Somit ist Case Management ein zentrales methodisches Konzept der heutigen Sozialen Arbeit. Es integriert ihre Leitprinzipien der Adressatenorientierung, Lebensweltorientierung, Ganzheitlichkeit und Partizipation ideal. Durch die strukturierte Steuerung individueller Versorgungsprozesse leistet es einen Beitrag zur sozialen Integration und Inklusion von Menschen in herausfordernden Lebenslagen.

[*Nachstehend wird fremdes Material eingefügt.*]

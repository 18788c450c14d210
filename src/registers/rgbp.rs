//! RGBP v13 interrupt map.
//!
//! Only the interrupt side of the block is described here: which bit of
//! each line starts, latches and ends a frame, and which bits are errors.

pub const INTR0_FRAME_START: u32 = 0;
pub const INTR0_FRAME_END: u32 = 1;
pub const INTR0_CMDQ_HOLD: u32 = 2;
pub const INTR0_SETTING_DONE: u32 = 3;
pub const INTR0_C_LOADER_END: u32 = 4;
pub const INTR0_COREX_END_0: u32 = 5;
pub const INTR0_COREX_END_1: u32 = 6;
/// Frame-row line; the block latched the configuration of the frame.
pub const INTR0_ROW_COL: u32 = 7;
pub const INTR0_FREEZE_ON_ROW_COL: u32 = 8;
pub const INTR0_TRANS_STOP_DONE: u32 = 9;
pub const INTR0_CMDQ_ERROR: u32 = 10;
pub const INTR0_OTF_SEQ_ID_ERROR: u32 = 22;

/// Interrupt 1 carries error causes only, from bit 0 up.
pub const INTR1_ERROR_COUNT: u32 = 21;

/// CMDQ, C-loader, COREX, FIFO and VOTF error causes on interrupt 0.
pub const INT0_ERR_MASK: u32 =
    ((1 << (INTR0_OTF_SEQ_ID_ERROR + 1)) - 1) & !((1 << INTR0_CMDQ_ERROR) - 1);
/// VOTF flush and debug counter errors on interrupt 1.
pub const INT1_ERR_MASK: u32 = (1 << INTR1_ERROR_COUNT) - 1;

/// Status bits with nothing to do beyond tracing.
pub const INT0_INFO_MASK: u32 = (1 << INTR0_CMDQ_HOLD)
    | (1 << INTR0_C_LOADER_END)
    | (1 << INTR0_FREEZE_ON_ROW_COL)
    | (1 << INTR0_TRANS_STOP_DONE);

pub const INT0_EN_MASK: u32 = (1 << INTR0_FRAME_START)
    | (1 << INTR0_FRAME_END)
    | (1 << INTR0_SETTING_DONE)
    | (1 << INTR0_COREX_END_0)
    | (1 << INTR0_ROW_COL)
    | INT0_ERR_MASK;
pub const INT1_EN_MASK: u32 = INT1_ERR_MASK;

#[cfg(test)]
mod tests {
    use super::*;

    #[test]
    fn error_masks() {
        assert_eq!(INT0_ERR_MASK, 0x007F_FC00);
        assert_eq!(INT1_ERR_MASK, 0x001F_FFFF);
        assert_eq!(INT0_ERR_MASK & INT0_INFO_MASK, 0);
        assert_eq!(INT0_EN_MASK & 0x3FF, 0xAB);
    }
}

Analyse des Case Managements in deiner Bachelorarbeit

Möglich wäre eine empirische Untersuchung:

  • Fallstudie zur Umsetzung des Case Managements in einer konkreten Einrichtung oder Organisation (z. B. Jugendamt, Pflegedienst, Klinik)
  • Qualitative Exploration der Sichtweisen und Erfahrungen der beteiligten Case Manager, Klienten und weiteren Akteuren
  • Prozessanalyse zur Koordination und Vernetzung der Hilfen in einem regionalen Versorgungsgebiet
  • Evaluation der Wirksamkeit und des Nutzens von Case Management für die Klienten
  • Untersuchung spezifischer Methoden wie der lösungs- oder ressourcenorientierten Gesprächsführung

Du kannst aber auch eine konzeptionelle Arbeit erstellen:

  • Entwicklung eines spezifischen Case-Management-Ansatzes für ein bestimmtes Handlungsfeld (z. B. Straffälligenhilfe, Frühförderung)
  • Ausarbeitung von Verfahrensstandards, Qualitätskriterien oder ethischen Leitlinien
  • Konzeption zur organisationsübergreifenden Implementierung von Case Management in einer Region/Kommune

Beispieluntersuchungen für deine Bachelorarbeit

  • Eine Bachelorarbeit im Studiengang ‚Soziale Arbeit‘ könnte die Bedingungen für ein klientenzentriertes Case Management in der Wohnungslosenhilfe ethnographisch untersuchen.
  • Im Pflegestudium wäre eine Prozessanalyse denkbar, die den Informationsaustausch und die Kooperation der Case Manager verschiedener Professionen bei der häuslichen Versorgung beleuchtet.
  • Für einen sozialwissenschaftlichen Studiengang könnte das Konzept des Empowerment kritisch auf seine Umsetzung im Case Management für Menschen mit Behinderungen geprüft werden.

Insgesamt bietet das vielschichtige Konzept des Case Managements für die unterschiedlichsten Studiengänge und aus verschiedenen Blickwinkeln heraus ein reichhaltiges Forschungsfeld für Bachelorarbeiten.